The BC method with the outer cutoff value of 32 pix resulted in the least variation of fractal dimension. Specifically, with the cutoff value of 32 pix, the CV of nuclear position bias, nuclear rotation bias, and nuclear size bias were <1% (0.1, 0.4, and 0.3%, respectively), with no significant difference between the position and rotation bias (p = 0.19). Our study suggests that the BC method with the outer cutoff value of 32 pix is suitable for the analysis of the complexity of chromatin with chromatin mesh.
染色质的复杂性(即不规则的几何形状和分布)是癌症细胞学诊断中考虑的重要因素之一。
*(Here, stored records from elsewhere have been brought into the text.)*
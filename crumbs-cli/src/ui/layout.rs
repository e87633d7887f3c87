use ratatui::layout::{Constraint, Direction, Layout, Rect};

/// Main application layout
pub struct AppLayout {
    pub header: Rect,
    pub summary: Rect,
    pub list: Rect,
    pub footer: Rect,
}

impl AppLayout {
    pub fn new(area: Rect) -> Self {
        let chunks = Layout::default()
            .direction(Direction::Vertical)
            .constraints([
                Constraint::Length(1), // Header
                Constraint::Length(1), // Selected size bar
                Constraint::Min(3),    // Cache list
                Constraint::Length(1), // Footer
            ])
            .split(area);

        Self {
            header: chunks[0],
            summary: chunks[1],
            list: chunks[2],
            footer: chunks[3],
        }
    }
}
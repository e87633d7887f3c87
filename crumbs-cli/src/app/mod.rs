mod action;
mod state;

pub use action::Action;
pub use state::{AppMode, AppState};
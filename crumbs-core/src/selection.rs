use crate::discovery::DiscoveredEntry;

/// Input to the selection menu, already decoded from keys
#[derive(Debug, Clone, Copy, PartialEq, Eq)]
pub enum MenuEvent {
    MoveUp,
    MoveDown,
    Toggle,
    ToggleAll,
    Commit,
    Interrupt,
}

/// Checked state of the discovered entries plus a cursor
#[derive(Debug, Clone, PartialEq, Eq)]
pub struct Selection {
    entries: Vec<DiscoveredEntry>,
    cursor: usize,
}

/// Result of feeding one event into a [`Selection`]
#[derive(Debug, Clone, PartialEq, Eq)]
pub enum Transition {
    Continue(Selection),
    Commit(Selection),
    Exit,
}

impl Selection {
    /// A menu needs at least one entry; an empty discovery has no menu.
    pub fn new(entries: Vec<DiscoveredEntry>) -> Option<Self> {
        if entries.is_empty() {
            None
        } else {
            Some(Self { entries, cursor: 0 })
        }
    }

    pub fn entries(&self) -> &[DiscoveredEntry] {
        &self.entries
    }

    pub fn cursor(&self) -> usize {
        self.cursor
    }

    pub fn current(&self) -> &DiscoveredEntry {
        &self.entries[self.cursor]
    }

    pub fn len(&self) -> usize {
        self.entries.len()
    }

    pub fn is_empty(&self) -> bool {
        self.entries.is_empty()
    }

    pub fn checked_count(&self) -> usize {
        self.entries.iter().filter(|e| e.checked).count()
    }

    pub fn all_checked(&self) -> bool {
        self.entries.iter().all(|e| e.checked)
    }

    /// Estimated bytes of the checked entries
    pub fn checked_size(&self) -> u64 {
        self.entries
            .iter()
            .filter(|e| e.checked)
            .filter_map(|e| e.size_bytes)
            .sum()
    }

    /// Apply one event. Cursor moves stop at either end of the list.
    pub fn transition(mut self, event: MenuEvent) -> Transition {
        match event {
            MenuEvent::MoveUp => {
                self.cursor = self.cursor.saturating_sub(1);
            }
            MenuEvent::MoveDown => {
                self.cursor = (self.cursor + 1).min(self.entries.len() - 1);
            }
            MenuEvent::Toggle => {
                let entry = &mut self.entries[self.cursor];
                entry.checked = !entry.checked;
            }
            MenuEvent::ToggleAll => {
                let target = !self.all_checked();
                for entry in &mut self.entries {
                    entry.checked = target;
                }
            }
            MenuEvent::Commit => return Transition::Commit(self),
            MenuEvent::Interrupt => return Transition::Exit,
        }
        Transition::Continue(self)
    }
}

/// Supplies menu events, typically by drawing the menu and reading a key.
/// `None` means the input is gone and is treated as an interrupt.
pub trait EventSource {
    fn next_event(&mut self, selection: &Selection) -> Option<MenuEvent>;
}

/// How a selection session ended
#[derive(Debug, Clone, PartialEq, Eq)]
pub enum SessionEnd {
    NothingFound,
    Interrupted,
    Committed(Selection),
}

/// Drive a selection menu over `entries` until commit or interrupt
pub fn run_session<S: EventSource>(entries: Vec<DiscoveredEntry>, source: &mut S) -> SessionEnd {
    let Some(mut selection) = Selection::new(entries) else {
        return SessionEnd::NothingFound;
    };

    loop {
        let event = source.next_event(&selection).unwrap_or(MenuEvent::Interrupt);
        tracing::trace!(?event, cursor = selection.cursor(), "menu event");
        selection = match selection.transition(event) {
            Transition::Continue(next) => next,
            Transition::Commit(done) => return SessionEnd::Committed(done),
            Transition::Exit => return SessionEnd::Interrupted,
        };
    }
}
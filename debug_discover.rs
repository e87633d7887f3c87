// Run with: cargo run --example debug_discover
// Lists every catalog target found on this machine with its paths and safety verdicts.

use crumbs_core::{
    Catalog, DiscoveryOptions, PathResolver, SafetyValidator, Verdict, discover, format_size,
};
use std::time::Instant;

fn main() {
    let catalog = Catalog::for_host();
    let resolver = PathResolver::for_host();
    let validator = SafetyValidator::for_host();

    println!(
        "Platform: {} ({} catalog entries)",
        catalog.platform().label(),
        catalog.len()
    );
    match resolver.home() {
        Some(home) => println!("Home: {}", home.display()),
        None => println!("Home: unknown, ~ patterns will not resolve"),
    }

    let start = Instant::now();
    let found = discover(&catalog, &resolver, &DiscoveryOptions::default());
    println!(
        "\nFound {} of {} targets in {:.2?}\n",
        found.len(),
        catalog.len(),
        start.elapsed()
    );

    for entry in &found {
        let size = entry
            .size_bytes
            .map(format_size)
            .unwrap_or_else(|| "?".to_string());
        println!("{:<40} {:>10}", entry.name(), size);
        for path in resolver.resolve_entry(&entry.entry) {
            let verdict = match validator.check(&path) {
                Verdict::Safe => "safe".to_string(),
                Verdict::Protected(protection) => format!("protected: {}", protection),
            };
            println!("    {} [{}]", path.display(), verdict);
        }
    }
}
使用 Kirsch 边缘检测的分形分析是一种用于检测图像中不规则几何形状和分布的已知技术。我们检查了使用 Kirsch 边缘检测的分形分析中用于检测染色质复杂性的盒计数(BC)方法的外部截止值。
对以下图像进行了分析:(1)用于 Kirsch 边缘检测的核图像,大小为 97×122pix(10.7×13.4μm),Feret 直径的染色质网格(n=50)大小为 17.3±1.8pix(1.9±0.5μm),染色质网络距离(n=50)大小为 4.4±1.6pix(0.49±0.18μm),(2)用于 Kirsch 边缘检测的不同直径(10.4、15.9 和 18.1μm)和网络宽度为 0.4μm 的样本图像。
定义了三种可能影响细胞诊断中分形分析结果的偏倚。(1)核位置偏倚:通过在 256×256pix(28.1μm)正方形框架的中间位置沿 8 个罗盘方向移动核的原始位置,生成 9 个不同位置的图像。(2)核旋转偏倚:通过以 45°增量(0°、45°、90°、135°、180°、225°、270°和 315°)旋转核的原始位置,获得 8 个不同旋转的图像。(3)核尺寸偏倚:具有相同网格模式(网络宽度:8pix[0.4μm])的不同尺寸(直径:190pix[10.4μm]、290pix[15.9μm]和 330pix[18.1μm])的图像,在 512×512pix 正方形内。对每个偏倚应用不同的 BC 方法(256、128、64、32、16 和 8pix)的外部截止值,以评估分形维数并比较变异系数(CV)。
BC 方法的外部截止值为 32pix 时,分形维数的变化最小。具体来说,使用 32pix 的截止值时,核位置偏倚、核旋转偏倚和核尺寸偏倚的 CV<1%(分别为 0.1、0.4 和 0.3%),位置和旋转偏倚之间没有显著差异(p=0.19)。我们的研究表明,BC 方法的外部截止值为 32pix 适用于分析具有染色质网格的染色质复杂性。